AUSTRALIAN states considering the introduction of voluntary assisted dying legislation can learn much from Dutch feedback on the Victorian legislation which came into effect on 19 June 2019, according to the authors of a Perspective published online today by the Medical Journal of Australia.
Voluntary assisted dying has been regulated for over 25 years in the Netherlands.
“Australian legislators can learn much from the many Dutch experiences and studies of the practical operation of their laws,” wrote the authors, led by Professor Bregje Onwuteaka-Philipsen, professor of End of Life Research at the Amsterdam Public Health Research Institute.
The authors focused on three areas of the Victorian legislation which they saw as “potential limitations”:
In the Victorian legislation, the coordinating doctor must review all relevant documentation, complete a final review form and apply for a permit from the Secretary of the Department of Health and Human Services. The Secretary must then determine whether to issue a permit within 3 business days.
“Our concerns about pre-authorisation are two-fold,” the authors wrote. “The first is the extra time this process will take. Existing safeguards require at least 9 days between a patient’s first request and the final request … and at least one day between the second doctor’s assessment and the final request. Permitting a further 3-day delay for consideration by the Secretary may cause hardship for a terminally ill patient who is suffering and unnecessarily impede access to VAD.
“The second point concerns the utility of the Secretary’s review. It appears that the review’s purpose is ensuring all paperwork has been appropriately completed rather than reviewing individual cases, including checking the reliability of eligibility assessments. If so, this raises doubts about the effectiveness of such a safeguard, particularly given the delays it will cause.”
In the Netherlands, the majority of patients who receive euthanasia or physician-assisted suicide have a short estimated life expectancy.
“The pre-authorisation requirement may adversely affect patients, especially more severely ill ones, from receiving an assisted death. This may be particularly problematic when a limited life expectancy is an eligibility criterion, as it is in Victoria, especially as it is known that physicians tend to overestimate life expectancy in seriously ill patients.”
Administration by patient or doctor
Under the Victorian legislation, the default method of VAD is self-administration. Practitioner administration is only permitted if the patient has lost the “physical capacity to self-administer or digest” the medication.

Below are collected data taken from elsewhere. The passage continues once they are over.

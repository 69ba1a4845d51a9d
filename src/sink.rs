//! Session event vocabulary and delivery boundary.
//!
//! The sequencer produces a small, normalized set of events per session.
//! Destinations (Slack, console) implement [`EventSink`]; the core only ever
//! talks to that trait and relies on deliveries completing in call order.

use std::sync::Arc;
use std::time::Duration;

use async_trait::async_trait;
use tokio::sync::Mutex;
use tokio::time::Instant;

use crate::error::SinkError;

/// A normalized event surfaced by a session.
#[derive(Debug, Clone, PartialEq, Eq)]
pub enum SessionEvent {
    /// Batched assistant text, debounced from streamed fragments.
    Text(String),
    /// Human-readable description of one or more tool invocations.
    ToolUse(String),
    /// The turn finished and the session is waiting for input.
    Waiting,
    /// The turn is still running but has been silent for a while.
    Heartbeat,
    /// The turn failed; the session has been removed.
    Error(String),
}

/// Destination for session events, one per channel.
///
/// Implementations must tolerate being called at the pace the core produces
/// events; use [`PacedSink`] in front of rate-limited destinations. Delivery
/// failures are logged by the caller and never roll back sequencer state.
#[async_trait]
pub trait EventSink: Send + Sync {
    /// Deliver one event. Completes only once the destination accepted it.
    async fn deliver(&self, event: SessionEvent) -> Result<(), SinkError>;
}

/// Decorator that serializes deliveries and enforces a minimum interval
/// between them.
///
/// Chat APIs cap posting at roughly one message per second per channel. The
/// internal mutex is held across the inner delivery so concurrent callers
/// drain strictly in order.
pub struct PacedSink {
    inner: Arc<dyn EventSink>,
    min_interval: Duration,
    last_send: Mutex<Option<Instant>>,
}

impl PacedSink {
    /// Wrap a sink with a minimum delivery interval.
    pub fn new(inner: Arc<dyn EventSink>, min_interval: Duration) -> Self {
        Self {
            inner,
            min_interval,
            last_send: Mutex::new(None),
        }
    }
}

#[async_trait]
impl EventSink for PacedSink {
    async fn deliver(&self, event: SessionEvent) -> Result<(), SinkError> {
        let mut last = self.last_send.lock().await;
        if let Some(prev) = *last {
            let due = prev + self.min_interval;
            let now = Instant::now();
            if due > now {
                tokio::time::sleep_until(due).await;
            }
        }
        let result = self.inner.deliver(event).await;
        *last = Some(Instant::now());
        result
    }
}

“In the Netherlands, while both euthanasia (practitioner-assisted) and assisted suicide (self-administration) is permitted, the incidence of self-administration is very low,” the authors wrote. “Practitioner administration is preferred in the Netherlands for a range of reasons. First, about half of the patients are too weak to self-administer. Second, doctors prefer to control the process or take responsibility for effective provision of VAD. Third, and related to the second reason, complications occur more frequently in self-administration.”
Dutch guidelines state that if self-administration fails, the doctor is obliged to administer the medication.
Transparency and evaluation
The Victorian legislation mandates that the Minister for Health review the legislation after 5 years. In the Netherlands, the government funds an evaluation of the law by independent researchers every 5 years.
“The research considers the nature of the review processes by the Committees, any litigation that has occurred, as well as the way the law works in practice. This has resulted in a wealth of empirical data,” wrote the authors.
The Western Australian government is currently developing its own VAD legislation, and Parliamentary committees have been established in Queensland and South Australia to consider reform. Onwuteaka-Philipsen and colleagues concluded that the “potential limitations” of the Victorian legislation need to be considered by the other states.
“A key learning from the Dutch experience is that rigorous evaluation of VAD is critical to promote transparency in decision making in the system and to drive practice improvements,” they wrote.